In setting up a committee to review the highly-controversial ministerial salaries, Prime Minister Lee Hsien Loong has a golden opportunity to take the PAP government back to its roots.

His government's traditions go back to a social compact established between the ruler and the ruled since it came to power in 1959. It missed that plot as it charged into the 1980s and 1990s, and diluted that compact with its elitist form of governance and its single-minded charge into the big league.

In 1994, that social compact began to move towards a commercial contract when Mr Lee Kuan Yew, Senior Minister then, made the deeply divisive move to come out with a formula that would peg ministers' pay to that of top private sector employees.

He wanted to "remove the need to justify pay revisions every few years as adjustments based on income tax figures could be made automatically each year". He was hoping that, over time, it would become a non-issue.

How wrong he was. The issue became a punching bag for the Opposition during every general election after 1994. The ground simmered as citizens began to talk of the kind of salaries the PM and his ministers were getting. The last publicly-available figures (for the year of 2009) showed Mr Lee Hsien Loong earning $3.04 million and an entry-grade minister making $1.57 million a year.

Mr Lee Kuan Yew was proven wrong on the benchmark itself with the government shying away from meeting it completely following the Asian financial crisis in 1997-1998, the terrorism attacks in New York in 2001 and the Sars scare in 2003. While ordinary workers' pay took a hit, top private sector's kept moving up putting pressure on government pay to go up, too.

The inherent difficulties in the benchmarking system began to appear. At one time, only 57 percent of that benchmark was being met.

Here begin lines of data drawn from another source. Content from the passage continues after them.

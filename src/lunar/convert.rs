//! Bidirectional solar/lunar date conversion.

use super::{
    LunarError, LunarResult, Zodiac,
    table::{
        self, EPOCH_DAYS_FROM_CE, FIRST_LUNAR_YEAR, LAST_DAYS_FROM_CE, LAST_LUNAR_YEAR,
    },
};
use chrono::{Datelike, NaiveDate};
use serde::{Deserialize, Serialize};

/// A day in the Chinese lunar calendar.
#[derive(Debug, Clone, Copy, PartialEq, Eq, Hash, Serialize, Deserialize)]
#[serde(rename_all = "camelCase")]
pub struct LunarDate {
    year: i32,
    month: u32,
    day: u32,
    is_leap: bool,
    zodiac: Zodiac,
}

impl LunarDate {
    /// Creates a validated lunar date.
    ///
    /// # Errors
    ///
    /// Returns [`LunarError::InvalidLunarDate`] when the year is outside
    /// 1900-2100, the month or day is out of range for that year, or
    /// `is_leap` is set for a month that is not the year's leap month.
    pub fn new(year: i32, month: u32, day: u32, is_leap: bool) -> LunarResult<Self> {
        let days = lunar_month_days(year, month, is_leap)
            .map_err(|_| LunarError::invalid_date(year, month, day, is_leap))?;
        if day == 0 || day > days {
            return Err(LunarError::invalid_date(year, month, day, is_leap));
        }
        Ok(Self::from_parts(year, month, day, is_leap))
    }

    const fn from_parts(year: i32, month: u32, day: u32, is_leap: bool) -> Self {
        Self {
            year,
            month,
            day,
            is_leap,
            zodiac: Zodiac::for_year(year),
        }
    }

    /// Returns the lunar year.
    #[must_use]
    pub const fn year(&self) -> i32 {
        self.year
    }

    /// Returns the lunar month, 1-based.
    #[must_use]
    pub const fn month(&self) -> u32 {
        self.month
    }

    /// Returns the lunar day of month, 1-based.
    #[must_use]
    pub const fn day(&self) -> u32 {
        self.day
    }

    /// Returns whether the date falls in an intercalary month.
    #[must_use]
    pub const fn is_leap(&self) -> bool {
        self.is_leap
    }

    /// Returns the zodiac animal of the lunar year.
    #[must_use]
    pub const fn zodiac(&self) -> Zodiac {
        self.zodiac
    }

    /// Converts back to the Gregorian calendar.
    ///
    /// # Errors
    ///
    /// Returns [`LunarError::InvalidLunarDate`] if the components were
    /// deserialized into an impossible combination.
    pub fn to_solar(&self) -> LunarResult<NaiveDate> {
        lunar_to_solar(self.year, self.month, self.day, self.is_leap)
    }
}

fn info_for(year: i32) -> Option<u32> {
    if (FIRST_LUNAR_YEAR..=LAST_LUNAR_YEAR).contains(&year) {
        table::year_info(year)
    } else {
        None
    }
}

/// Returns the month followed by an intercalary month in `year`, or `0`.
#[must_use]
pub fn leap_month(year: i32) -> u32 {
    info_for(year).map_or(0, table::leap_month_index)
}

/// Returns the length of the intercalary month in `year`, or `0`.
#[must_use]
pub fn leap_month_days(year: i32) -> u32 {
    info_for(year).map_or(0, table::leap_days)
}

/// Returns the number of days in lunar `year`, or `0` outside 1900-2100.
#[must_use]
pub fn lunar_year_days(year: i32) -> u32 {
    info_for(year).map_or(0, table::year_days)
}

/// Returns the length (29 or 30) of a lunar month.
///
/// # Errors
///
/// Returns [`LunarError::InvalidLunarDate`] when the year is unsupported,
/// the month is outside `1..=12`, or `is_leap` names a month that is not the
/// year's leap month.
pub fn lunar_month_days(year: i32, month: u32, is_leap: bool) -> LunarResult<u32> {
    let invalid = || LunarError::invalid_date(year, month, 1, is_leap);
    let info = info_for(year).ok_or_else(invalid)?;
    if !(1..=12).contains(&month) {
        return Err(invalid());
    }
    if is_leap {
        if table::leap_month_index(info) != month {
            return Err(invalid());
        }
        return Ok(table::leap_days(info));
    }
    Ok(table::regular_month_days(info, month))
}

/// Converts a Gregorian date to its lunar date.
///
/// # Errors
///
/// Returns [`LunarError::OutOfRange`] for dates before 1900-01-31 or after
/// 2101-01-28.
pub fn solar_to_lunar(date: NaiveDate) -> LunarResult<LunarDate> {
    let day_number = date.num_days_from_ce();
    if !(EPOCH_DAYS_FROM_CE..=LAST_DAYS_FROM_CE).contains(&day_number) {
        return Err(LunarError::OutOfRange(date));
    }
    let mut offset =
        u32::try_from(day_number - EPOCH_DAYS_FROM_CE).map_err(|_| LunarError::OutOfRange(date))?;

    let mut year = FIRST_LUNAR_YEAR;
    let mut info = table::year_info(year).ok_or(LunarError::OutOfRange(date))?;
    while offset >= table::year_days(info) {
        offset -= table::year_days(info);
        year += 1;
        info = table::year_info(year).ok_or(LunarError::OutOfRange(date))?;
    }

    let leap = table::leap_month_index(info);
    for month in 1..=12 {
        let days = table::regular_month_days(info, month);
        if offset < days {
            return Ok(LunarDate::from_parts(year, month, offset + 1, false));
        }
        offset -= days;

        if month == leap {
            let days_in_leap = table::leap_days(info);
            if offset < days_in_leap {
                return Ok(LunarDate::from_parts(year, month, offset + 1, true));
            }
            offset -= days_in_leap;
        }
    }

    Err(LunarError::OutOfRange(date))
}

/// Converts a lunar date to the Gregorian calendar.
///
/// # Errors
///
/// Returns [`LunarError::InvalidLunarDate`] when `year` is outside
/// 1900-2100, `month` is outside `1..=12`, `day` exceeds the month's length,
/// or `is_leap` is set but the year's leap month differs.
pub fn lunar_to_solar(year: i32, month: u32, day: u32, is_leap: bool) -> LunarResult<NaiveDate> {
    let invalid = || LunarError::invalid_date(year, month, day, is_leap);
    let days_in_month = lunar_month_days(year, month, is_leap).map_err(|_| invalid())?;
    if day == 0 || day > days_in_month {
        return Err(invalid());
    }

    let mut offset: i32 = 0;
    for earlier_year in FIRST_LUNAR_YEAR..year {
        offset += i32::try_from(lunar_year_days(earlier_year)).map_err(|_| invalid())?;
    }

    let info = info_for(year).ok_or_else(invalid)?;
    let leap = table::leap_month_index(info);
    let mut days_before: u32 = 0;
    for earlier_month in 1..month {
        days_before += table::regular_month_days(info, earlier_month);
        if earlier_month == leap {
            days_before += table::leap_days(info);
        }
    }
    if is_leap {
        days_before += table::regular_month_days(info, month);
    }
    days_before += day - 1;
    offset += i32::try_from(days_before).map_err(|_| invalid())?;

    NaiveDate::from_num_days_from_ce_opt(EPOCH_DAYS_FROM_CE + offset).ok_or_else(invalid)
}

A serious review was in order. But with Mr Lee Kuan Yew, the initiator and champion of high salaries, continuing to be present in the Cabinet that would have been impossible. With the electoral anger and Mr Lee Kuan Yew's departure, PM must have decided to settle this once and for all. Thus the announcement of the review on 21 May.

The man appointed to review the salaries, Mr Gerard Ee, has a monumental task ahead of him. Issues he will have to grapple with: What will be politically palatable? What salaries will draw political talent? Where do you draw the line between the Holy Order of public service, as PAP pioneer Dr Goh Keng Swee aptly described it, and a salaried job?

All these can be surmounted to a great extent by:

One, going back to the pre-1994 salaries when a minister was paid $48,900 a month and adding inflation and the increase in median average salaries since then. This will help to take the political sting out of the thorny issue.

Two, bringing in ministerial talent at a later age, say when they are in their early 50s. By that time, these people would have amassed enough wealth for them not to need high salaries anymore. Foreign Minister K Shanmugam, who became a minister 20 years after being an MP and a successful lawyer, and Mr Richard Hu, who became Finance Minister after he had had a good run as head of Shell Singapore, are living examples of those who have taken that route.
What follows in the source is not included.